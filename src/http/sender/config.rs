use std::num::NonZeroUsize;
use std::time::Duration;

use reqwest::Client;
use tracing::error;

use crate::error::{AppError, AppResult, HttpError};

pub(crate) const DEFAULT_USER_AGENT: &str = concat!("hit/", env!("CARGO_PKG_VERSION"));

/// Worker count used when none (or zero) is configured.
pub(super) fn resolve_concurrency(requested: Option<usize>) -> usize {
    match requested {
        Some(value) if value > 0 => value,
        _ => std::thread::available_parallelism().map_or(1, NonZeroUsize::get),
    }
}

/// Connection pool shared by every worker of one run.
pub(super) fn build_http_client(
    concurrency: usize,
    request_timeout: Option<Duration>,
) -> AppResult<Client> {
    let mut client_builder = Client::builder()
        .user_agent(DEFAULT_USER_AGENT)
        .pool_max_idle_per_host(concurrency);

    if let Some(timeout) = request_timeout {
        client_builder = client_builder.timeout(timeout);
    }

    client_builder.build().map_err(|err| {
        error!("Failed to build HTTP client: {}", err);
        AppError::http(HttpError::BuildClientFailed { source: err })
    })
}
mod config;
mod worker;

use std::sync::Arc;
use std::time::Duration;

use reqwest::Request;
use tokio::time::Instant;
use tracing::{debug, info};

use crate::{
    args::PositiveU64,
    error::AppResult,
    metrics::{Aggregate, Summary},
    shutdown::ShutdownSender,
};

use super::rate::{throttle, throttle_delay};
use super::workload::{RequestTemplate, produce};
use config::{build_http_client, resolve_concurrency};

pub use worker::{Dispatch, HttpSender, SendAttempt, dispatch};

/// Knobs of a [`Client`]. Zero or `None` means "use the default".
#[derive(Debug, Clone, Default, PartialEq, Eq)]
pub struct ClientConfig {
    /// Worker count; defaults to the host's available parallelism.
    pub concurrency: Option<usize>,
    /// Target requests per second across all workers; unthrottled when unset.
    pub rate: Option<u64>,
    /// Bound on a single attempt, including reading the body.
    pub request_timeout: Option<Duration>,
    /// Drop in-flight attempts on shutdown instead of letting them finish.
    pub abort_in_flight: bool,
}

/// Runs load against one request template.
#[derive(Debug, Clone, Default)]
pub struct Client {
    config: ClientConfig,
}

impl Client {
    #[must_use]
    pub const fn new(config: ClientConfig) -> Self {
        Self { config }
    }

    #[must_use]
    pub const fn config(&self) -> &ClientConfig {
        &self.config
    }

    #[must_use]
    pub fn concurrency(&self) -> usize {
        resolve_concurrency(self.config.concurrency)
    }

    /// Delay between attempts leaving the producer, if throttled.
    #[must_use]
    pub fn throttle_delay(&self) -> Option<Duration> {
        throttle_delay(self.config.rate.unwrap_or(0), self.concurrency())
    }

    /// Sends `attempts` GET requests built from `template` and returns the
    /// finalized summary.
    ///
    /// Triggering `shutdown_tx`, even before this call, ends the run early;
    /// the summary then covers the attempts that completed. The connection pool is created for this run
    /// and released once every worker has finished.
    ///
    /// # Errors
    ///
    /// Returns an error only when the HTTP client cannot be built.
    pub async fn run(
        &self,
        template: &RequestTemplate,
        attempts: PositiveU64,
        shutdown_tx: &ShutdownSender,
    ) -> AppResult<Summary> {
        let concurrency = self.concurrency();
        let http = build_http_client(concurrency, self.config.request_timeout)?;
        let sender = Arc::new(HttpSender::new(http));

        let summary = self
            .run_with_sender(template, attempts, Arc::clone(&sender), shutdown_tx)
            .await;

        drop(sender);
        debug!("Released connection pool.");
        Ok(summary)
    }

    /// Same pipeline as [`Client::run`] over any [`SendAttempt`] transport.
    pub async fn run_with_sender<S>(
        &self,
        template: &RequestTemplate,
        attempts: PositiveU64,
        sender: Arc<S>,
        shutdown_tx: &ShutdownSender,
    ) -> Summary
    where
        S: SendAttempt<Request>,
    {
        let concurrency = self.concurrency();
        let delay = self.throttle_delay();
        info!(
            url = %template.url(),
            attempts = attempts.get(),
            concurrency,
            ?delay,
            "Starting run."
        );

        let start = Instant::now();
        let factory_template = template.clone();
        let mut requests = produce(
            attempts.get(),
            move || factory_template.instantiate(),
            shutdown_tx,
        );
        if let Some(delay) = delay {
            requests = throttle(requests, delay, shutdown_tx);
        }

        let mut dispatch = dispatch(
            requests,
            concurrency,
            sender,
            self.config.abort_in_flight,
            shutdown_tx,
        );

        let mut aggregate = Aggregate::new();
        while let Some(outcome) = dispatch.next().await {
            aggregate.merge(&outcome);
        }
        dispatch.finish().await;

        aggregate.finalize(start.elapsed())
    }
}
use std::ffi::OsString;
use std::path::Path;

use clap::{ArgMatches, CommandFactory, FromArgMatches};

use crate::args::{HitArgs, validate_args};
use crate::config::{DEFAULT_CONFIG_FILES, apply_config, load_config};
use crate::error::AppResult;

pub(crate) fn run() -> AppResult<()> {
    let (mut args, matches) = match parse_args()? {
        Some(parsed) => parsed,
        None => return Ok(()),
    };

    crate::logger::init_logging(args.verbose, args.no_color);

    if let Err(err) = prepare_args(&mut args, &matches) {
        tracing::error!("{}", err);
        return Err(err);
    }

    let runtime = tokio::runtime::Builder::new_multi_thread()
        .enable_all()
        .build()?;

    runtime.block_on(crate::app::run_hit(args))
}

fn parse_args() -> AppResult<Option<(HitArgs, ArgMatches)>> {
    let mut cmd = HitArgs::command();
    let raw_args: Vec<OsString> = std::env::args_os().collect();

    if should_show_help(&raw_args) {
        cmd.print_help()?;
        println!();
        return Ok(None);
    }

    let matches = cmd.get_matches_from(raw_args);
    let args = HitArgs::from_arg_matches(&matches)?;

    Ok(Some((args, matches)))
}

fn prepare_args(args: &mut HitArgs, matches: &ArgMatches) -> AppResult<()> {
    if let Some(config) = load_config(args.config.as_deref())? {
        apply_config(args, matches, &config)?;
    }
    validate_args(args)
}

fn should_show_help(raw_args: &[OsString]) -> bool {
    let treat_as_empty =
        matches!(raw_args, [] | [_]) || matches!(raw_args, [_, second] if second == "--");
    if !treat_as_empty {
        return false;
    }

    !has_default_config()
}

fn has_default_config() -> bool {
    DEFAULT_CONFIG_FILES
        .iter()
        .any(|path| Path::new(path).exists())
}
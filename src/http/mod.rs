//! Request production, pacing, dispatch and the client that wires them.
mod rate;
mod sender;
pub(crate) mod workload;


pub use rate::{throttle, throttle_delay};
pub use sender::{Client, ClientConfig, Dispatch, HttpSender, SendAttempt, dispatch};
pub use workload::{RequestTemplate, produce, send};
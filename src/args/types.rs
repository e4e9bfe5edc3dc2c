use clap::ValueEnum;
use serde::{Deserialize, Serialize};
use std::num::{NonZeroU64, NonZeroUsize};

use crate::error::ValidationError;

/// How the final summary is written to stdout.
#[derive(Debug, Clone, Copy, Default, ValueEnum, Deserialize, Serialize, PartialEq, Eq)]
#[serde(rename_all = "lowercase")]
pub enum OutputFormat {
    #[default]
    Text,
    Json,
    Quiet,
}

#[derive(Debug, Clone, Copy, PartialEq, Eq)]
pub struct PositiveU64(NonZeroU64);

impl PositiveU64 {
    #[must_use]
    pub const fn get(self) -> u64 {
        self.0.get()
    }
}

impl TryFrom<u64> for PositiveU64 {
    type Error = ValidationError;

    fn try_from(value: u64) -> Result<Self, Self::Error> {
        NonZeroU64::new(value)
            .map(PositiveU64)
            .ok_or(ValidationError::ValueTooSmall { min: 1 })
    }
}

impl std::str::FromStr for PositiveU64 {
    type Err = ValidationError;

    fn from_str(s: &str) -> Result<Self, Self::Err> {
        let value: u64 = s
            .parse()
            .map_err(|err| ValidationError::InvalidNumber { source: err })?;
        PositiveU64::try_from(value)
    }
}

impl From<PositiveU64> for u64 {
    fn from(value: PositiveU64) -> Self {
        value.get()
    }
}

#[derive(Debug, Clone, Copy, PartialEq, Eq)]
pub struct PositiveUsize(NonZeroUsize);

impl PositiveUsize {
    #[must_use]
    pub const fn get(self) -> usize {
        self.0.get()
    }
}

impl TryFrom<usize> for PositiveUsize {
    type Error = ValidationError;

    fn try_from(value: usize) -> Result<Self, Self::Error> {
        NonZeroUsize::new(value)
            .map(PositiveUsize)
            .ok_or(ValidationError::ValueTooSmall { min: 1 })
    }
}

impl std::str::FromStr for PositiveUsize {
    type Err = ValidationError;

    fn from_str(s: &str) -> Result<Self, Self::Err> {
        let value: usize = s
            .parse()
            .map_err(|err| ValidationError::InvalidNumber { source: err })?;
        PositiveUsize::try_from(value)
    }
}

impl From<PositiveUsize> for usize {
    fn from(value: PositiveUsize) -> Self {
        value.get()
    }
}
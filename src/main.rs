mod app;
mod entry;
mod logger;
mod shutdown_handlers;

use hit::{args, config, error, http, metrics, shutdown};

use error::AppResult;

fn main() -> AppResult<()> {
    entry::run()
}
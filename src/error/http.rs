use thiserror::Error;

#[derive(Debug, Error)]
pub enum HttpError {
    #[error("Invalid URL '{url}': {source}")]
    InvalidUrl {
        url: String,
        #[source]
        source: url::ParseError,
    },
    #[error("URL '{url}' is missing a host.")]
    UrlMissingHost { url: String },
    #[error("Invalid header name '{header}': {source}")]
    InvalidHeaderName {
        header: String,
        #[source]
        source: http::header::InvalidHeaderName,
    },
    #[error("Invalid header value for '{header}': {source}")]
    InvalidHeaderValue {
        header: String,
        #[source]
        source: http::header::InvalidHeaderValue,
    },
    #[error("Failed to build HTTP client: {source}")]
    BuildClientFailed {
        #[source]
        source: reqwest::Error,
    },
}
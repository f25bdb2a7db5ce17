//! The assembled GPU pipeline.
//!
//! Per frame, in order:
//!
//! 1. update: current state -> previous state, swap
//! 2. trail: current display -> previous display (faded), swap
//! 3. draw: current state -> current display (additive)
//! 4. present: current display -> screen
//!
//! [`render`](GpuPipeline::render) records all four into one encoder. Each
//! stage is also exposed on its own, which is what the headless tests use.

use glam::Vec4;
use tracing::debug;

use super::draw::DrawStage;
use super::present::{PresentMode, PresentStage};
use super::readback::read_texture;
use super::simulation::SimulationStage;
use super::targets::RenderTargetPool;
use super::trails::TrailStage;
use super::{decode_state, GpuContext, CAPTURE_FORMAT};
use crate::driver::{FrameInputs, FramePipeline};
use crate::error::{ConfigurationError, GpuError, PipelineError, ShaderError};
use crate::layout::TextureLayout;
use crate::params::SimulationParameters;
use crate::shader::ShaderSet;
use crate::uniforms::{DrawUniforms, InitUniforms, TrailUniforms, UpdateUniforms};
use crate::viewport::DisplaySize;

/// A presentable texture view with its size.
pub struct ScreenTarget {
    pub view: wgpu::TextureView,
    pub width: u32,
    pub height: u32,
}

pub struct GpuPipeline {
    context: GpuContext,
    pool: RenderTargetPool,
    simulation: SimulationStage,
    trails: TrailStage,
    draw: DrawStage,
    present: PresentStage,
    capture: PresentStage,
}

impl GpuPipeline {
    /// Validate `shaders` and build every stage. Buffers are allocated by the
    /// first [`resize_particles`](FramePipeline::resize_particles) and
    /// [`resize_display`](FramePipeline::resize_display); until then every
    /// stage is a no-op.
    pub fn new(
        context: GpuContext,
        shaders: &ShaderSet,
        screen_format: wgpu::TextureFormat,
        max_row_width: u32,
    ) -> Result<Self, PipelineError> {
        shaders.validate()?;
        let pool = RenderTargetPool::new(
            max_row_width,
            context.max_texture_dimension(),
            context.state_format,
        )?;

        // Sources that pass naga can still disagree with the bind group
        // layouts or target formats; catch that here rather than at draw time.
        let device = &context.device;
        device.push_error_scope(wgpu::ErrorFilter::Validation);
        let simulation = SimulationStage::new(
            device,
            &shaders.init_positions,
            &shaders.update_positions,
            context.state_format,
        );
        let trails = TrailStage::new(device, &shaders.canvas_preprocess);
        let draw = DrawStage::new(device, &shaders.draw_particles);
        let present = PresentStage::new(device, &shaders.present, screen_format);
        let capture = PresentStage::new(device, &shaders.present, CAPTURE_FORMAT);
        if let Some(e) = pollster::block_on(device.pop_error_scope()) {
            return Err(ShaderError::Link {
                message: e.to_string(),
            }
            .into());
        }

        Ok(Self {
            context,
            pool,
            simulation,
            trails,
            draw,
            present,
            capture,
        })
    }

    /// A pipeline on a headless device, presenting to [`CAPTURE_FORMAT`] targets.
    pub fn headless(shaders: &ShaderSet, max_row_width: u32) -> Result<Self, PipelineError> {
        let context = pollster::block_on(GpuContext::headless())?;
        Self::new(context, shaders, CAPTURE_FORMAT, max_row_width)
    }

    pub fn device(&self) -> &wgpu::Device {
        &self.context.device
    }

    pub fn queue(&self) -> &wgpu::Queue {
        &self.context.queue
    }

    pub fn context(&self) -> &GpuContext {
        &self.context
    }

    /// Layout of the allocated particle state.
    pub fn layout(&self) -> Option<TextureLayout> {
        self.pool.particles().map(|p| p.layout)
    }

    /// Size of the allocated display buffers.
    pub fn display_size(&self) -> Option<DisplaySize> {
        self.pool.display().map(|d| d.size)
    }

    /// Run the init pass on the current particle state.
    pub fn init_particles(&mut self) {
        let Some(particles) = self.pool.particles() else {
            return;
        };
        let mut encoder = self.encoder("Init Encoder");
        self.simulation.encode_init(
            &self.context.device,
            &self.context.queue,
            &mut encoder,
            particles.surfaces.current(),
            &InitUniforms::new(&particles.layout),
        );
        self.context.queue.submit(std::iter::once(encoder.finish()));
        debug!(particles = particles.layout.particle_count, "particles initialized");
    }

    /// Advance the particle state by one step.
    pub fn simulate(&mut self, params: &SimulationParameters, time_ms: f32, delta_ms: f32) {
        let mut encoder = self.encoder("Simulate Encoder");
        self.encode_simulate(&mut encoder, params, time_ms, delta_ms);
        self.context.queue.submit(std::iter::once(encoder.finish()));
    }

    /// Fade the previous display buffer into the next one.
    pub fn composite(&mut self, params: &SimulationParameters) {
        let mut encoder = self.encoder("Composite Encoder");
        self.encode_composite(&mut encoder, params);
        self.context.queue.submit(std::iter::once(encoder.finish()));
    }

    /// Draw the current particle state onto the current display buffer.
    pub fn draw(&mut self, params: &SimulationParameters) {
        let mut encoder = self.encoder("Draw Encoder");
        self.encode_draw(&mut encoder, params);
        self.context.queue.submit(std::iter::once(encoder.finish()));
    }

    /// Copy the current display buffer to `target`.
    pub fn present(&self, params: &SimulationParameters, target: &ScreenTarget) {
        let mut encoder = self.encoder("Present Encoder");
        self.encode_present(&mut encoder, params, target);
        self.context.queue.submit(std::iter::once(encoder.finish()));
    }

    /// Fill both display buffers with `background`.
    pub fn clear_display(&self, background: Vec4) {
        let Some(display) = self.pool.display() else {
            return;
        };
        let [r, g, b, a] = background.to_array();
        let color = wgpu::Color {
            r: r as f64,
            g: g as f64,
            b: b as f64,
            a: a as f64,
        };
        let mut encoder = self.encoder("Clear Encoder");
        for surface in display.surfaces.both() {
            encoder.begin_render_pass(&wgpu::RenderPassDescriptor {
                label: Some("Clear Display Pass"),
                color_attachments: &[Some(wgpu::RenderPassColorAttachment {
                    view: &surface.view,
                    resolve_target: None,
                    ops: wgpu::Operations {
                        load: wgpu::LoadOp::Clear(color),
                        store: wgpu::StoreOp::Store,
                    },
                })],
                depth_stencil_attachment: None,
                timestamp_writes: None,
                occlusion_query_set: None,
            });
        }
        self.context.queue.submit(std::iter::once(encoder.finish()));
    }

    /// Read every texel of the current particle state, row-major.
    /// Texels past the particle count are included.
    pub fn read_particle_state(&self) -> Result<Vec<[f32; 4]>, GpuError> {
        let Some(particles) = self.pool.particles() else {
            return Ok(Vec::new());
        };
        let format = self.pool.state_format();
        let bytes = read_texture(
            &self.context.device,
            &self.context.queue,
            &particles.surfaces.current().texture,
            format.block_copy_size(None).unwrap_or(16),
        )?;
        Ok(decode_state(&bytes, format))
    }

    /// Render the current display buffer at its own size, stretched and
    /// unfiltered, and read it back as 8-bit RGBA.
    pub fn capture(&self, params: &SimulationParameters) -> Result<image::RgbaImage, PipelineError> {
        let Some(display) = self.pool.display() else {
            return Err(ConfigurationError::ZeroDisplay.into());
        };
        let size = display.size;

        let texture = self.context.device.create_texture(&wgpu::TextureDescriptor {
            label: Some("Capture Texture"),
            size: size.extent(),
            mip_level_count: 1,
            sample_count: 1,
            dimension: wgpu::TextureDimension::D2,
            format: CAPTURE_FORMAT,
            usage: wgpu::TextureUsages::RENDER_ATTACHMENT | wgpu::TextureUsages::COPY_SRC,
            view_formats: &[],
        });
        let view = texture.create_view(&wgpu::TextureViewDescriptor::default());

        let mut encoder = self.encoder("Capture Encoder");
        self.capture.encode(
            &self.context.device,
            &self.context.queue,
            &mut encoder,
            display.surfaces.current(),
            &view,
            size.width,
            size.height,
            PresentMode {
                stretch: true,
                smooth: false,
                background: params.background_color.to_array(),
            },
        );
        self.context.queue.submit(std::iter::once(encoder.finish()));

        let bytes = read_texture(&self.context.device, &self.context.queue, &texture, 4)?;
        image::RgbaImage::from_raw(size.width, size.height, bytes).ok_or_else(|| {
            PipelineError::Capture(image::ImageError::Parameter(
                image::error::ParameterError::from_kind(
                    image::error::ParameterErrorKind::DimensionMismatch,
                ),
            ))
        })
    }

    fn encoder(&self, label: &str) -> wgpu::CommandEncoder {
        self.context
            .device
            .create_command_encoder(&wgpu::CommandEncoderDescriptor { label: Some(label) })
    }

    fn encode_simulate(
        &mut self,
        encoder: &mut wgpu::CommandEncoder,
        params: &SimulationParameters,
        time_ms: f32,
        delta_ms: f32,
    ) {
        let Some(particles) = self.pool.particles_mut() else {
            return;
        };
        let (previous, next) = particles.surfaces.read_write();
        self.simulation.encode_update(
            &self.context.device,
            &self.context.queue,
            encoder,
            previous,
            next,
            &UpdateUniforms::new(params, time_ms, delta_ms),
        );
        particles.surfaces.swap();
    }

    fn encode_composite(&mut self, encoder: &mut wgpu::CommandEncoder, params: &SimulationParameters) {
        let Some(display) = self.pool.display_mut() else {
            return;
        };
        let (previous, next) = display.surfaces.read_write();
        self.trails.encode(
            &self.context.device,
            &self.context.queue,
            encoder,
            previous,
            next,
            &TrailUniforms::new(params),
        );
        display.surfaces.swap();
    }

    fn encode_draw(&mut self, encoder: &mut wgpu::CommandEncoder, params: &SimulationParameters) {
        let Some((particles, display)) = self.pool.both_mut() else {
            return;
        };
        let uniforms = DrawUniforms::new(params, &particles.layout, display.size);
        self.draw.encode(
            &self.context.device,
            &self.context.queue,
            encoder,
            particles.surfaces.current(),
            display.surfaces.current(),
            &uniforms,
        );
    }

    fn encode_present(
        &self,
        encoder: &mut wgpu::CommandEncoder,
        params: &SimulationParameters,
        target: &ScreenTarget,
    ) {
        let Some(display) = self.pool.display() else {
            return;
        };
        self.present.encode(
            &self.context.device,
            &self.context.queue,
            encoder,
            display.surfaces.current(),
            &target.view,
            target.width,
            target.height,
            present_mode(params),
        );
    }
}

fn present_mode(params: &SimulationParameters) -> PresentMode {
    PresentMode {
        stretch: params.canvas_scale,
        smooth: params.canvas_smooth,
        background: params.background_color.to_array(),
    }
}

impl FramePipeline for GpuPipeline {
    type Target = ScreenTarget;

    fn resize_particles(&mut self, particle_count: u32) -> Result<TextureLayout, ConfigurationError> {
        self.pool
            .resize_particle_buffers(&self.context.device, particle_count)
    }

    fn resize_display(&mut self, size: DisplaySize, background: Vec4) -> Result<(), ConfigurationError> {
        self.pool.resize_display_buffers(&self.context.device, size)?;
        self.clear_display(background);
        Ok(())
    }

    fn init_particles(&mut self) {
        GpuPipeline::init_particles(self);
    }

    fn render(&mut self, frame: &FrameInputs<'_>, target: &ScreenTarget) {
        let mut encoder = self.encoder("Frame Encoder");
        self.encode_simulate(&mut encoder, frame.params, frame.time_ms, frame.delta_ms);
        self.encode_composite(&mut encoder, frame.params);
        self.encode_draw(&mut encoder, frame.params);
        self.encode_present(&mut encoder, frame.params, target);
        self.context.queue.submit(std::iter::once(encoder.finish()));
    }

    fn redisplay(&mut self, frame: &FrameInputs<'_>, target: &ScreenTarget) {
        self.present(frame.params, target);
    }
}

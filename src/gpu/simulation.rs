//! Particle-state passes: initialization and the per-frame update.
//!
//! Both are fullscreen passes over the state texture, one fragment per
//! particle. The update reads the current state and writes the other half of
//! the pair; the caller swaps afterwards.

use super::targets::RenderSurface;
use super::{fullscreen_pass, fullscreen_pipeline, texture_entry, uniform_buffer, uniform_entry};
use crate::shader::create_module;
use crate::uniforms::{InitUniforms, UpdateUniforms};

pub struct SimulationStage {
    init_pipeline: wgpu::RenderPipeline,
    init_layout: wgpu::BindGroupLayout,
    init_uniforms: wgpu::Buffer,
    update_pipeline: wgpu::RenderPipeline,
    update_layout: wgpu::BindGroupLayout,
    update_uniforms: wgpu::Buffer,
}

impl SimulationStage {
    pub fn new(
        device: &wgpu::Device,
        init_source: &str,
        update_source: &str,
        state_format: wgpu::TextureFormat,
    ) -> Self {
        let init_module = create_module(device, "Init Positions Shader", init_source);
        let init_layout = device.create_bind_group_layout(&wgpu::BindGroupLayoutDescriptor {
            label: Some("Init Positions Bind Group Layout"),
            entries: &[uniform_entry(0, wgpu::ShaderStages::FRAGMENT)],
        });
        let init_pipeline = fullscreen_pipeline(
            device,
            "Init Positions Pipeline",
            &init_module,
            &init_layout,
            state_format,
        );

        let update_module = create_module(device, "Update Positions Shader", update_source);
        let update_layout = device.create_bind_group_layout(&wgpu::BindGroupLayoutDescriptor {
            label: Some("Update Positions Bind Group Layout"),
            entries: &[
                uniform_entry(0, wgpu::ShaderStages::FRAGMENT),
                texture_entry(1, wgpu::ShaderStages::FRAGMENT, false),
            ],
        });
        let update_pipeline = fullscreen_pipeline(
            device,
            "Update Positions Pipeline",
            &update_module,
            &update_layout,
            state_format,
        );

        Self {
            init_pipeline,
            init_layout,
            init_uniforms: uniform_buffer::<InitUniforms>(device, "Init Uniforms"),
            update_pipeline,
            update_layout,
            update_uniforms: uniform_buffer::<UpdateUniforms>(device, "Update Uniforms"),
        }
    }

    /// Write the starting distribution into `target`.
    pub fn encode_init(
        &self,
        device: &wgpu::Device,
        queue: &wgpu::Queue,
        encoder: &mut wgpu::CommandEncoder,
        target: &RenderSurface,
        uniforms: &InitUniforms,
    ) {
        queue.write_buffer(&self.init_uniforms, 0, bytemuck::bytes_of(uniforms));

        let bind_group = device.create_bind_group(&wgpu::BindGroupDescriptor {
            label: Some("Init Positions Bind Group"),
            layout: &self.init_layout,
            entries: &[wgpu::BindGroupEntry {
                binding: 0,
                resource: self.init_uniforms.as_entire_binding(),
            }],
        });

        fullscreen_pass(encoder, "Init Positions Pass", &target.view, &self.init_pipeline, &bind_group);
    }

    /// Advance every particle from `previous` into `next`.
    pub fn encode_update(
        &self,
        device: &wgpu::Device,
        queue: &wgpu::Queue,
        encoder: &mut wgpu::CommandEncoder,
        previous: &RenderSurface,
        next: &RenderSurface,
        uniforms: &UpdateUniforms,
    ) {
        queue.write_buffer(&self.update_uniforms, 0, bytemuck::bytes_of(uniforms));

        let bind_group = device.create_bind_group(&wgpu::BindGroupDescriptor {
            label: Some("Update Positions Bind Group"),
            layout: &self.update_layout,
            entries: &[
                wgpu::BindGroupEntry {
                    binding: 0,
                    resource: self.update_uniforms.as_entire_binding(),
                },
                wgpu::BindGroupEntry {
                    binding: 1,
                    resource: wgpu::BindingResource::TextureView(&previous.view),
                },
            ],
        });

        fullscreen_pass(encoder, "Update Positions Pass", &next.view, &self.update_pipeline, &bind_group);
    }
}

○ ○ ○ ○ ○

Among the lines above, find those with the word "RequestTemplate". Copy them.

use super::workload::{RequestTemplate, produce};
        template: &RequestTemplate,
        template: &RequestTemplate,
pub use workload::{RequestTemplate, produce, send};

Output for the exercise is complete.